The Book of Lismore is written on vellum, and was compiled for Fínghin Mac Carthaigh, Lord of Carbery (1478–1505) and his wife Caitlín. It became known as Leabhar Mhic Cárthaigh Riabhaigh. It is entirely in Irish. What has really excited us is that, in introducing the installation of the book at Cork, UCC Professor of Modern Irish Pádraig Ó Macháin mentioned our own locality:

[The book] belongs to a period of creativity which was centred on the coastline of Cork. It is difficult to imagine those seats of learning and literature today when you look at the remote rural landscapes . . . In Rossbrin Castle – the O’Mahony stronghold – translations, treatise and journals were being made using contemporary European resources: it was a proto-university in pre-urban Ireland, paralleled by the vibrant poetic tradition of the O’Daly family in nearby Mhuintir Bháire [The Sheep’s Head] . . .

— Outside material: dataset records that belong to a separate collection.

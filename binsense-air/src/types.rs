//! Tipos de dados do módulo de qualidade do ar

use binsense_core::Timestamp;
use serde::{Deserialize, Serialize};
use std::time::Duration;
use thiserror::Error;

// ═══════════════════════════════════════════════════════════════════════════════
// ESTADO PERSISTIDO
// ═══════════════════════════════════════════════════════════════════════════════

/// Blob opaco de estado da biblioteca de fusão
///
/// O conteúdo só tem significado para a biblioteca; o armazenamento apenas
/// garante que o comprimento gravado é o comprimento lido.
#[derive(Debug, Clone, PartialEq, Eq, Default)]
pub struct PersistedState {
    bytes: Vec<u8>,
}

impl PersistedState {
    /// Cria estado a partir dos bytes brutos
    pub fn new(bytes: Vec<u8>) -> Self {
        Self { bytes }
    }

    /// Estado vazio (nenhum estado anterior)
    pub fn empty() -> Self {
        Self::default()
    }

    /// Número de bytes do blob
    pub fn len(&self) -> usize {
        self.bytes.len()
    }

    pub fn is_empty(&self) -> bool {
        self.bytes.is_empty()
    }

    pub fn as_bytes(&self) -> &[u8] {
        &self.bytes
    }

    /// Copia o blob para o buffer do chamador, nunca além de `buffer.len()`.
    ///
    /// Retorna o número de bytes copiados.
    pub fn copy_into(&self, buffer: &mut [u8]) -> usize {
        let count = self.bytes.len().min(buffer.len());
        buffer[..count].copy_from_slice(&self.bytes[..count]);
        count
    }
}

/// Motivo pelo qual um cabeçalho de comprimento foi rejeitado
#[derive(Debug, Clone, Copy, PartialEq, Eq, Error)]
pub enum CorruptState {
    #[error("empty length header")]
    EmptyHeader,

    #[error("non-digit byte 0x{0:02x} in length header")]
    NonDigit(u8),

    #[error("length header not terminated by a newline")]
    MissingNewline,

    #[error("length header longer than {0} digits")]
    HeaderTooLong(usize),

    #[error("declared length does not fit in memory")]
    Overflow,
}

/// Resultado explícito de uma leitura do armazenamento
#[derive(Debug, Clone, PartialEq, Eq)]
pub enum LoadOutcome {
    /// Nenhum estado gravado (primeira execução)
    Missing,
    /// Blob completo, dentro da capacidade
    Restored(PersistedState),
    /// Menos bytes copiados do que declarados no cabeçalho
    ///
    /// `state.len() == min(declared, capacity, disponíveis)`
    Truncated {
        state: PersistedState,
        declared: usize,
    },
    /// Cabeçalho ilegível
    Corrupt(CorruptState),
}

impl LoadOutcome {
    /// Estado recuperado, se houver algum byte utilizável
    pub fn state(&self) -> Option<&PersistedState> {
        match self {
            LoadOutcome::Restored(state) | LoadOutcome::Truncated { state, .. } => Some(state),
            LoadOutcome::Missing | LoadOutcome::Corrupt(_) => None,
        }
    }

    /// Número de bytes efetivamente copiados
    pub fn copied_len(&self) -> usize {
        self.state().map(PersistedState::len).unwrap_or(0)
    }

    /// Comprimento declarado no cabeçalho, quando legível
    pub fn declared_len(&self) -> Option<usize> {
        match self {
            LoadOutcome::Restored(state) => Some(state.len()),
            LoadOutcome::Truncated { declared, .. } => Some(*declared),
            LoadOutcome::Missing | LoadOutcome::Corrupt(_) => None,
        }
    }

    /// Descrição curta para logs e CLI
    pub fn label(&self) -> &'static str {
        match self {
            LoadOutcome::Missing => "missing",
            LoadOutcome::Restored(_) => "restored",
            LoadOutcome::Truncated { .. } => "truncated",
            LoadOutcome::Corrupt(_) => "corrupt",
        }
    }
}

// ═══════════════════════════════════════════════════════════════════════════════
// AMOSTRAS E SAÍDAS DA FUSÃO
// ═══════════════════════════════════════════════════════════════════════════════

/// Modo de taxa de amostragem pedido à biblioteca de fusão
#[derive(Debug, Clone, Copy, PartialEq, Eq, Default, Serialize, Deserialize)]
#[serde(rename_all = "snake_case")]
pub enum SampleRate {
    /// Uma amostra a cada 300 s
    UltraLowPower,
    /// Uma amostra a cada 3 s
    #[default]
    LowPower,
    /// Uma amostra por segundo
    Continuous,
}

impl SampleRate {
    /// Período entre amostras
    pub fn interval(&self) -> Duration {
        match self {
            SampleRate::UltraLowPower => Duration::from_secs(300),
            SampleRate::LowPower => Duration::from_secs(3),
            SampleRate::Continuous => Duration::from_secs(1),
        }
    }

    /// Frequência em Hz
    pub fn hz(&self) -> f32 {
        1.0 / self.interval().as_secs_f32()
    }
}

/// Leitura bruta do BME68x entregue à fusão
#[derive(Debug, Clone, Copy, PartialEq, Serialize, Deserialize)]
pub struct BmeSample {
    /// Instante da leitura (ns)
    pub timestamp: Timestamp,
    /// Temperatura (°C)
    pub temperature: f32,
    /// Pressão (Pa)
    pub pressure: f32,
    /// Umidade relativa (%)
    pub humidity: f32,
    /// Resistência do sensor de gás (Ω)
    pub gas_resistance: f32,
}

/// Número de valores no vetor de saída
pub const OUTPUT_LEN: usize = 7;

/// Vetor de saída da biblioteca de fusão
#[derive(Debug, Clone, Copy, PartialEq, Default, Serialize, Deserialize)]
pub struct FusionOutput {
    pub values: [f32; OUTPUT_LEN],
}

impl FusionOutput {
    pub const IAQ: usize = 0;
    pub const IAQ_ACCURACY: usize = 1;
    pub const STATIC_IAQ: usize = 2;
    pub const CO2_EQUIVALENT: usize = 3;
    pub const BREATH_VOC_EQUIVALENT: usize = 4;
    pub const TEMPERATURE: usize = 5;
    pub const HUMIDITY: usize = 6;

    pub fn iaq(&self) -> f32 {
        self.values[Self::IAQ]
    }

    pub fn iaq_accuracy(&self) -> f32 {
        self.values[Self::IAQ_ACCURACY]
    }

    pub fn static_iaq(&self) -> f32 {
        self.values[Self::STATIC_IAQ]
    }

    pub fn co2_equivalent(&self) -> f32 {
        self.values[Self::CO2_EQUIVALENT]
    }

    pub fn breath_voc_equivalent(&self) -> f32 {
        self.values[Self::BREATH_VOC_EQUIVALENT]
    }

    /// Temperatura compensada (°C)
    pub fn temperature(&self) -> f32 {
        self.values[Self::TEMPERATURE]
    }

    /// Umidade compensada (%)
    pub fn humidity(&self) -> f32 {
        self.values[Self::HUMIDITY]
    }

    pub fn as_slice(&self) -> &[f32] {
        &self.values
    }
}

/// Status devolvido pela inicialização da biblioteca de fusão
#[derive(Debug, Clone, Copy, PartialEq, Eq, Default)]
pub struct InitStatus {
    /// Status do sensor físico (0 = ok)
    pub sensor_status: i16,
    /// Status da biblioteca de fusão (0 = ok)
    pub fusion_status: i16,
}

impl InitStatus {
    pub const OK: InitStatus = InitStatus {
        sensor_status: 0,
        fusion_status: 0,
    };

    pub fn is_ok(&self) -> bool {
        self.sensor_status == 0 && self.fusion_status == 0
    }
}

Pádraig Ó Macháin, 2020 (paraphrased)

Rossbrin (above) was only one of many castles occupied by the Gaelic nobility along the coastline here in the 15th century and beyond: this ties in with my post of last week when I explored a 1612 map and identified many centres of occupation and scholarship which surely made West Cork so vibrant and cosmopolitan in earlier times. Books are known to have originated here – including the first to be written in Ireland on paper – and some of them survive to this day.

All the page illustrations in this post come from the Book of Lismore. It has a complex history and is likely to be by many hands. One – Aonghus Ó Callanáin – is certainly identified within its pages, and another – a friar named O’Buagachain is suggested. Tradition has it originating from the lost Book of Monasterboice and associates it with Kilbrittain Castle, Cork – reportedly the oldest inhabited castle in Ireland, dating from as early as 1035 and possibly built by the O’Mahonys – but also with the Franciscan Friary at Timoleague.

Upper – Kilbrittain castle in the present day: the original building is a thousand years old. Lower – the Friary at Timoleague, a foundation attributed to the MacCarthys in 1240, and plundered in the 17th century

The book fell into the hands of Richard Boyle, First Earl of Cork, during the Irish civil war in June 1642 and ‘vanished’ until its rediscovery in Lismore Castle in 1814. Apparently it was walled up together with the Lismore Crozier. By then the castle was owned by the Cavendishes, Dukes of Devonshire. It is this family that has donated the book to Cork and the nation, through the Chatsworth Settlement Trust.

Upper – Lismore Castle by TS Roberts, Aquatint and etching 1795 print by Samuel Alken. LowerThe Book of Lismore and the Lismore Crozier celebrated in this Celtic Revival stained glass window of St Carthage in Lismore Cathedral. The window is by Watsons of Youghal, and you can read more about them in Finola’s post here

One further thought: today is ‘All Saint’s’ – November 1st. The contents of the Book of Lismore include a section on the lives of the Irish Saints: these lives were translated by Whitley Stokes in 1890 and are available to read online. Finola has used this source in her post about Saint Fanahan, or Fionnchú. We look down on Rossbrin Cove and the ruins of the medieval O’Mahony castle – sometimes described as the greatest centre of learning in Europe! We feel excitement and gratitude that here in West Cork we are linked to this treasure from that age, now in the responsible hands of UCC.